Are you married to a man or a woman who has started a small business? If so, then you know the degree to which they have been committed to starting something and then doing what it takes to ensure the success of this entity. For better or worse, your life has been shaped by the successes and shortcomings of the business and your spouse as an entrepreneur. With that said, whether or not you are involved in the business's day-to-day operations could go a long way towards determining your outlook on it now and in the future.
When I think about clients and opposing parties who have operated small businesses, I generally feel that these folks are highly driven and motivated. It is difficult to run a successful small business without being a detail-oriented and optimistic person. Entrepreneurs frequently are great salespeople and have a mindset that they can make anything work if given enough time or money. This is an attitude that can pay dividends from the real world; in the world of divorce, it can cause some problems and difficulties.
Time is typically at a premium with an entrepreneur
all other things being equal, an entrepreneur frequently runs into issues associated with time. As we all know, time is a finite resource, and we do not have an unlimited amount of it as a result. All of us scramble throughout the day to save as much time as possible to spend on the most important matters to us. We can all look back in our lives and wish we had spent more time doing certain activities and less time doing others. When we tell others that we're busy, we're essentially saying that we're running out of time in the day to complete the task that we need in want to.
People don't tell you about divorce because when you get a divorce, that does not mean that the rest of your life comes to a standstill. Rather, all of the other issues in your life: your children, your health, your life in general, your hobbies, and your business will still require a certain percentage of your time. As such, you should be prepared for your spouse to argue that their time is at a premium and that they cannot participate in negotiations on the divorce due to issues with their small business. Depending on your role in the business, you may agree.
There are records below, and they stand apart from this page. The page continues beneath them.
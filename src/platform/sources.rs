// LogHealth - platform/sources.rs
//
// The sources document: a JSON array of `{id, path, type}` objects.
//
// `append` is a plain read-modify-write with an in-place overwrite. It is
// not safe against concurrent writers (last writer wins) and makes no
// atomicity promise; it is a low-frequency administrative operation.

use crate::core::model::LogSource;
use crate::util::error::ConfigError;
use serde_json::error::Category;
use std::io;
use std::path::Path;

/// Load every configured source from `path`, in document order.
pub fn load(path: &Path) -> Result<Vec<LogSource>, ConfigError> {
    let content = std::fs::read(path).map_err(|e| {
        if e.kind() == io::ErrorKind::NotFound {
            ConfigError::NotFound {
                path: path.to_path_buf(),
                source: e,
            }
        } else {
            ConfigError::Io {
                path: path.to_path_buf(),
                operation: "read",
                source: e,
            }
        }
    })?;

    let sources: Vec<LogSource> =
        serde_json::from_slice(&content).map_err(|e| ConfigError::Parse {
            path: path.to_path_buf(),
            offset: error_offset(&content, &e),
            source: e,
        })?;

    tracing::debug!(path = %path.display(), sources = sources.len(), "Sources loaded");
    Ok(sources)
}

/// Append one source to the document at `path`, creating it when missing.
pub fn append(path: &Path, source: LogSource) -> Result<(), ConfigError> {
    let mut sources = match load(path) {
        Ok(existing) => existing,
        Err(e) if e.is_not_found() => {
            tracing::debug!(path = %path.display(), "Sources file missing, starting fresh");
            Vec::new()
        }
        Err(e) => return Err(e),
    };
    sources.push(source);

    let json = serde_json::to_string_pretty(&sources).map_err(|e| ConfigError::Serialise {
        path: path.to_path_buf(),
        source: e,
    })?;

    std::fs::write(path, json.as_bytes()).map_err(|e| ConfigError::Io {
        path: path.to_path_buf(),
        operation: "write",
        source: e,
    })?;

    tracing::info!(path = %path.display(), sources = sources.len(), "Source appended");
    Ok(())
}

/// Byte offset of a syntax or end-of-input failure; 0 for shape errors.
///
/// serde_json reports a 1-based line and a byte column within that line, so
/// the offset is the length of all preceding lines plus the column.
fn error_offset(content: &[u8], err: &serde_json::Error) -> u64 {
    if !matches!(err.classify(), Category::Syntax | Category::Eof) || err.line() == 0 {
        return 0;
    }

    let preceding: usize = content
        .split_inclusive(|b| *b == b'\n')
        .take(err.line() - 1)
        .map(<[u8]>::len)
        .sum();
    (preceding + err.column()) as u64
}

#[cfg(test)]
mod tests {
    use super::*;
    use tempfile::TempDir;

    fn write(dir: &TempDir, name: &str, content: &str) -> std::path::PathBuf {
        let path = dir.path().join(name);
        std::fs::write(&path, content).unwrap();
        path
    }

    #[test]
    fn test_load_preserves_document_order() {
        let dir = TempDir::new().unwrap();
        let path = write(
            &dir,
            "sources.json",
            r#"[
                {"id": "web", "path": "/var/log/nginx/access.log", "type": "nginx-access"},
                {"id": "app", "path": "/var/log/app.log", "type": "custom-app"},
                {"id": "web", "path": "/var/log/nginx/access.log", "type": "nginx-access"}
            ]"#,
        );

        let sources = load(&path).unwrap();
        let ids: Vec<_> = sources.iter().map(|s| s.id.as_str()).collect();
        assert_eq!(ids, ["web", "app", "web"]);
        assert_eq!(sources[1].kind, "custom-app");
    }

    #[test]
    fn test_load_missing_file_is_not_found() {
        let dir = TempDir::new().unwrap();
        let result = load(&dir.path().join("missing.json"));
        assert!(
            matches!(result, Err(ConfigError::NotFound { .. })),
            "expected NotFound, got {result:?}"
        );
    }

    #[test]
    fn test_load_directory_is_io_error() {
        let dir = TempDir::new().unwrap();
        let result = load(dir.path());
        assert!(
            matches!(result, Err(ConfigError::Io { .. })),
            "expected Io, got {result:?}"
        );
    }

    #[test]
    fn test_load_object_instead_of_array_is_parse_error() {
        let dir = TempDir::new().unwrap();
        let path = write(&dir, "sources.json", r#"{"not": "an array"}"#);
        let result = load(&path);
        assert!(
            matches!(result, Err(ConfigError::Parse { offset: 0, .. })),
            "expected Parse with offset 0, got {result:?}"
        );
    }

    #[test]
    fn test_load_truncated_json_is_parse_error_with_offset() {
        let dir = TempDir::new().unwrap();
        let content = r#"[{"id": "a", "path": "/a.log", "#;
        let path = write(&dir, "sources.json", content);
        match load(&path) {
            Err(ConfigError::Parse { offset, .. }) => {
                assert!(offset > 0 && offset <= content.len() as u64, "offset {offset}");
            }
            other => panic!("expected Parse, got {other:?}"),
        }
    }

    #[test]
    fn test_syntax_error_offset_spans_lines() {
        let dir = TempDir::new().unwrap();
        // Error at the 'x' on the second line: 2 bytes before it + its column.
        let path = write(&dir, "sources.json", "[\n x]");
        match load(&path) {
            Err(ConfigError::Parse { offset, .. }) => assert_eq!(offset, 4),
            other => panic!("expected Parse, got {other:?}"),
        }
    }

    #[test]
    fn test_append_creates_missing_file() {
        let dir = TempDir::new().unwrap();
        let path = dir.path().join("sources.json");

        append(&path, LogSource::new("app", "/var/log/app.log", "custom-app")).unwrap();

        let sources = load(&path).unwrap();
        assert_eq!(sources, vec![LogSource::new("app", "/var/log/app.log", "custom-app")]);
        let raw = std::fs::read_to_string(&path).unwrap();
        assert!(raw.contains("\n  {"), "expected indented JSON, got {raw}");
        assert!(raw.contains("\"type\": \"custom-app\""));
    }

    #[test]
    fn test_append_to_existing_keeps_order() {
        let dir = TempDir::new().unwrap();
        let path = dir.path().join("sources.json");

        append(&path, LogSource::new("first", "/a.log", "t")).unwrap();
        append(&path, LogSource::new("second", "/b.log", "t")).unwrap();

        let ids: Vec<_> = load(&path).unwrap().into_iter().map(|s| s.id).collect();
        assert_eq!(ids, ["first", "second"]);
    }

    #[test]
    fn test_append_propagates_parse_error_and_keeps_file() {
        let dir = TempDir::new().unwrap();
        let path = write(&dir, "sources.json", "not json");

        let result = append(&path, LogSource::new("x", "/x.log", "t"));
        assert!(matches!(result, Err(ConfigError::Parse { .. })));
        assert_eq!(std::fs::read_to_string(&path).unwrap(), "not json");
    }
}
// Copyright 2025 Rheostat Contributors
//
// Licensed under the Apache License, Version 2.0 (the "License");
// you may not use this file except in compliance with the License.
// You may obtain a copy of the License at
//
//     http://www.apache.org/licenses/LICENSE-2.0
//
// Unless required by applicable law or agreed to in writing, software
// distributed under the License is distributed on an "AS IS" BASIS,
// WITHOUT WARRANTIES OR CONDITIONS OF ANY KIND, either express or implied.
// See the License for the specific language governing permissions and
// limitations under the License.

//! Application-side runtime library: registers execution contexts with
//! the rheostat daemon, blocks in `get_working_mode` until placed,
//! answers the synchronization protocol, and drives the CPS / goal-gap
//! feedback loop.
//!
//! ```no_run
//! # async fn example() -> Result<(), rheostat_rtlib::RtLibError> {
//! use rheostat_rtlib::RuntimeLibrary;
//! use std::path::Path;
//!
//! let runtime = RuntimeLibrary::connect("encoder", Path::new("/var/run/rheostat/rheostat.sock")).await?;
//! let exc = runtime.register("main", "encoder-recipe").await?;
//! exc.enable().await?;
//! loop {
//!     let awm = exc.get_working_mode().await?;
//!     exc.pre_run();
//!     // ... one work cycle under `awm` ...
//!     # let _ = awm;
//!     if !exc.post_run().await? {
//!         break;
//!     }
//! }
//! exc.unregister().await?;
//! # Ok(())
//! # }
//! ```

#[cfg(test)]
test_r::enable!();

pub mod channel;
pub mod exc;
pub mod options;
pub mod stats;

pub use exc::{AssignmentStatus, ExcHandle, WorkingModeAssignment};
pub use options::RtLibOptions;
pub use rheostat_common::protocol::{AwmConstraint, ConstraintKind, ResultCode};

use crate::channel::Channel;
use rheostat_common::protocol::{ProtocolError, RpcBody};
use std::path::Path;
use std::sync::atomic::{AtomicU8, Ordering};
use std::sync::Arc;
use tracing::info;

#[derive(Debug, thiserror::Error)]
pub enum RtLibError {
    #[error(transparent)]
    Protocol(#[from] ProtocolError),
    #[error("channel to the resource manager is closed")]
    ChannelClosed,
    #[error("request to the resource manager timed out")]
    Timeout,
    #[error("the resource manager rejected the request: {0:?}")]
    Rejected(ResultCode),
    #[error("no working mode could be assigned")]
    Blocked,
    #[error("execution context is disabled")]
    Disabled,
    #[error("synchronization failed, the context lost its resources")]
    SyncFailed,
    #[error("all execution context ids are in use")]
    OutOfContextIds,
}

enum Mode {
    Managed(Arc<Channel>),
    /// Test hook: no daemon, a forced working mode. Selected by the
    /// `U<id>` environment flag.
    Unmanaged { forced_awm: u8 },
}

/// Per-application entry point; one per paired channel.
pub struct RuntimeLibrary {
    mode: Mode,
    options: Arc<RtLibOptions>,
    app_name: String,
    next_exc_id: AtomicU8,
}

impl RuntimeLibrary {
    /// Connects to the daemon at the given socket, pairing under this
    /// process's pid. Tuning flags are read from the environment.
    pub async fn connect(app_name: &str, socket_path: &Path) -> Result<Self, RtLibError> {
        Self::connect_with_pid(app_name, socket_path, std::process::id()).await
    }

    /// Pairs under an explicit pid. Meant for containers hosting several
    /// logical applications in one process.
    pub async fn connect_with_pid(
        app_name: &str,
        socket_path: &Path,
        pid: u32,
    ) -> Result<Self, RtLibError> {
        let options = Arc::new(RtLibOptions::from_env());
        if let Some(forced_awm) = options.unmanaged_awm {
            info!(app = app_name, forced_awm, "running unmanaged");
            return Ok(Self {
                mode: Mode::Unmanaged { forced_awm },
                options,
                app_name: app_name.to_string(),
                next_exc_id: AtomicU8::new(0),
            });
        }

        let channel = Channel::connect(socket_path, app_name, pid).await?;
        info!(app = app_name, pid, "paired with the resource manager");
        Ok(Self {
            mode: Mode::Managed(channel),
            options,
            app_name: app_name.to_string(),
            next_exc_id: AtomicU8::new(0),
        })
    }

    pub fn app_name(&self) -> &str {
        &self.app_name
    }

    /// Registers an execution context against a recipe and returns its
    /// handle.
    pub async fn register(
        &self,
        exc_name: &str,
        recipe_name: &str,
    ) -> Result<ExcHandle, RtLibError> {
        let exc_id = self.next_exc_id.fetch_add(1, Ordering::Relaxed);
        if exc_id == u8::MAX {
            return Err(RtLibError::OutOfContextIds);
        }

        match &self.mode {
            Mode::Unmanaged { forced_awm } => Ok(ExcHandle::new_unmanaged(
                exc_id,
                exc_name.to_string(),
                *forced_awm,
                Arc::clone(&self.options),
            )),
            Mode::Managed(channel) => {
                let mailbox = channel.register_mailbox(exc_id);
                let result = channel
                    .request(
                        exc_id,
                        RpcBody::ExcRegister {
                            exc_name: exc_name.to_string(),
                            recipe_name: recipe_name.to_string(),
                            language: rheostat_common::model::ProgrammingLanguage::Rust as u8,
                        },
                    )
                    .await;
                match result {
                    Ok(ResultCode::Ok) => Ok(ExcHandle::new_managed(
                        Arc::clone(channel),
                        exc_id,
                        exc_name.to_string(),
                        Arc::clone(&self.options),
                        mailbox,
                    )),
                    Ok(code) => {
                        channel.drop_mailbox(exc_id);
                        Err(RtLibError::Rejected(code))
                    }
                    Err(error) => {
                        channel.drop_mailbox(exc_id);
                        Err(error)
                    }
                }
            }
        }
    }

    /// Clean unpairing; the daemon releases everything this application
    /// still holds.
    pub async fn exit(self) -> Result<(), RtLibError> {
        if let Mode::Managed(channel) = &self.mode {
            let _ = channel.request(0, RpcBody::AppExit).await;
            channel.close();
        }
        Ok(())
    }
}

impl Drop for RuntimeLibrary {
    fn drop(&mut self) {
        // An abandoned runtime closes its stream; from the daemon's side
        // that is an application death.
        if let Mode::Managed(channel) = &self.mode {
            channel.close();
        }
    }
}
This does not mean that you can't negotiate with a small business person in the divorce. Rather, you need to take advantage of the opportunities to exchange settlement terms and work with one another to build upon prior negotiation sessions. If you are intentional with how you negotiate and are goal-oriented in everything, you can use the time you are allotted with your spouse in negotiation. If nothing else, he will have mediation sessions available to you where your spouse is essentially focused solely on your efforts to end your divorce.
What is your role in operating a small business?
So, we've already established that your spouse is an entrepreneur. They have started a small business of some kind. Regardless of the kind of business or how it's been operated to this point, you should also consider what your role in the business has been. Do you play an integral role in its day-to-day operations? That may mean that you are a person who delivers the product or service daily. Are you the head of Baker at the bakery? Are you the head landscaper at the landscaping business?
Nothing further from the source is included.